**** RECORDS FOR THIS EXERCISE

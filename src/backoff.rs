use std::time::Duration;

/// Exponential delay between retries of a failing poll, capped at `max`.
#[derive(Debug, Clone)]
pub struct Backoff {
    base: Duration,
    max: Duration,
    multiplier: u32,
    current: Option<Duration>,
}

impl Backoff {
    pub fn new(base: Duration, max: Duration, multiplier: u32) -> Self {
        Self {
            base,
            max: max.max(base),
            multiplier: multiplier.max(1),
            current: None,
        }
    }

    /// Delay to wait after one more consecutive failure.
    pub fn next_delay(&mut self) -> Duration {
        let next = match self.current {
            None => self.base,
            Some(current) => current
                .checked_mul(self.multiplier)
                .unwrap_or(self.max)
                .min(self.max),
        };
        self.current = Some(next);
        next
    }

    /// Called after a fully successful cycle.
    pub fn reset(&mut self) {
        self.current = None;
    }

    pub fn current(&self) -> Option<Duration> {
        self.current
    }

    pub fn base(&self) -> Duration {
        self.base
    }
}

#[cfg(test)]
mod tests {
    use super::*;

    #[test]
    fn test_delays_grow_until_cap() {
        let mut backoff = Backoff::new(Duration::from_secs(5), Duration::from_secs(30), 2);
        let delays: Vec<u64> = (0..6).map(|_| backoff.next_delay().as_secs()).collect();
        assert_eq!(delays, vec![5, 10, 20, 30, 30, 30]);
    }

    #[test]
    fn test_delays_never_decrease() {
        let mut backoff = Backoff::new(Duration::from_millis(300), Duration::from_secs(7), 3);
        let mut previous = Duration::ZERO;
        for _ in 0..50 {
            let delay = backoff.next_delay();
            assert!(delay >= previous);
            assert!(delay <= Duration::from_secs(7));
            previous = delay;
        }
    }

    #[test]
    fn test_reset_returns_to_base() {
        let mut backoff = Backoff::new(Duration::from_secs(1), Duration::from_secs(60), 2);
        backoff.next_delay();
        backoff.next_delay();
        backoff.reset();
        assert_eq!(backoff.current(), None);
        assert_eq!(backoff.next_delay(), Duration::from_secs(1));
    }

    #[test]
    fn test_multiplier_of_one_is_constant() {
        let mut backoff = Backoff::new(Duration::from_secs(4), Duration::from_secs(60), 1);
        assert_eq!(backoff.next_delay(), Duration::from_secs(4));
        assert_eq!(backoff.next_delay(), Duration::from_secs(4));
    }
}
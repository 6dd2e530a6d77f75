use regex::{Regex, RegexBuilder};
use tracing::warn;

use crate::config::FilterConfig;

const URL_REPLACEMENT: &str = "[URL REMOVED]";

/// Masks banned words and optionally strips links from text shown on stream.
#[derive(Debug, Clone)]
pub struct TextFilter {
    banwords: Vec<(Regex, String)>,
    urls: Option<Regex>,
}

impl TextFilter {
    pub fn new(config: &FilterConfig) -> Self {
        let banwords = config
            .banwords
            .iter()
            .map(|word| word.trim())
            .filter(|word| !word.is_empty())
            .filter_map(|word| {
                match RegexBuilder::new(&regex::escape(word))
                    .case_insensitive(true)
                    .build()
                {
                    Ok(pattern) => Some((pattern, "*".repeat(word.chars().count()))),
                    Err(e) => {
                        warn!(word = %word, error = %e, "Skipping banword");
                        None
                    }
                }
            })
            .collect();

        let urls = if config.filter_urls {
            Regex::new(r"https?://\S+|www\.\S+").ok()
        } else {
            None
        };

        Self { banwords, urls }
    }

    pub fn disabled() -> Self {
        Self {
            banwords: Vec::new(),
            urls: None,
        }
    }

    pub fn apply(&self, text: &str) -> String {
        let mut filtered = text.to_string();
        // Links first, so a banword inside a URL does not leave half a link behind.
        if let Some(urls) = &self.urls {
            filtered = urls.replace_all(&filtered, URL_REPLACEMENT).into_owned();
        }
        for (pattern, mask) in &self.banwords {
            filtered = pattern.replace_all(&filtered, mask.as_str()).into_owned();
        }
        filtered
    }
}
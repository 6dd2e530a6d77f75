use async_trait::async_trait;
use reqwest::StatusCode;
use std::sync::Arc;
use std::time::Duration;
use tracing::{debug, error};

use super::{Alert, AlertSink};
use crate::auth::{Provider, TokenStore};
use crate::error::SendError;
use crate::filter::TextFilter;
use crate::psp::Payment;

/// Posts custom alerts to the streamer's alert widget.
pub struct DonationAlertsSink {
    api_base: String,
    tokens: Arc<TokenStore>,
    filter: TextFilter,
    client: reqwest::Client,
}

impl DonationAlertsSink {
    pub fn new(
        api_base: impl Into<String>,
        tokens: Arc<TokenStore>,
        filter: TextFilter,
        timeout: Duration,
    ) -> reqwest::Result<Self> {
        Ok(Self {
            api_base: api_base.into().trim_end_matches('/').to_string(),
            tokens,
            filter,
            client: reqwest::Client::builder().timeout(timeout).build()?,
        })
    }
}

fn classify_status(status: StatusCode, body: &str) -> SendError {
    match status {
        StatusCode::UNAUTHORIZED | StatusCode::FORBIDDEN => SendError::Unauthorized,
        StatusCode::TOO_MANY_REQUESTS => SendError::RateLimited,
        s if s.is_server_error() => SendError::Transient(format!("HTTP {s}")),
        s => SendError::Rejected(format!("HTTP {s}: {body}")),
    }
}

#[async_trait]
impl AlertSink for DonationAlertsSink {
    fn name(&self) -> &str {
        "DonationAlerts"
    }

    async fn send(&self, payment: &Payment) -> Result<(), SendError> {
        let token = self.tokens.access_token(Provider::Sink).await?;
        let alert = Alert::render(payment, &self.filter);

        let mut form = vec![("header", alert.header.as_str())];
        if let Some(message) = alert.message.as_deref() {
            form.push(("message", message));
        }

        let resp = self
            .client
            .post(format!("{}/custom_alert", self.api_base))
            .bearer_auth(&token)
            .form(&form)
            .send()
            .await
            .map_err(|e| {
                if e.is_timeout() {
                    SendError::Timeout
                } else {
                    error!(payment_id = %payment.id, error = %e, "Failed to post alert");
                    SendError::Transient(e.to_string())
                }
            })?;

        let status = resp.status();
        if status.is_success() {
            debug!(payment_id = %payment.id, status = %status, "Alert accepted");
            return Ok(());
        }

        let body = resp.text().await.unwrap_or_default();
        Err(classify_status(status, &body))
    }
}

********

• **REQUIRED ACTION**: Tell how many lines of the records above contain "Some", replying with the number only.

• **TASK RESULT**: 5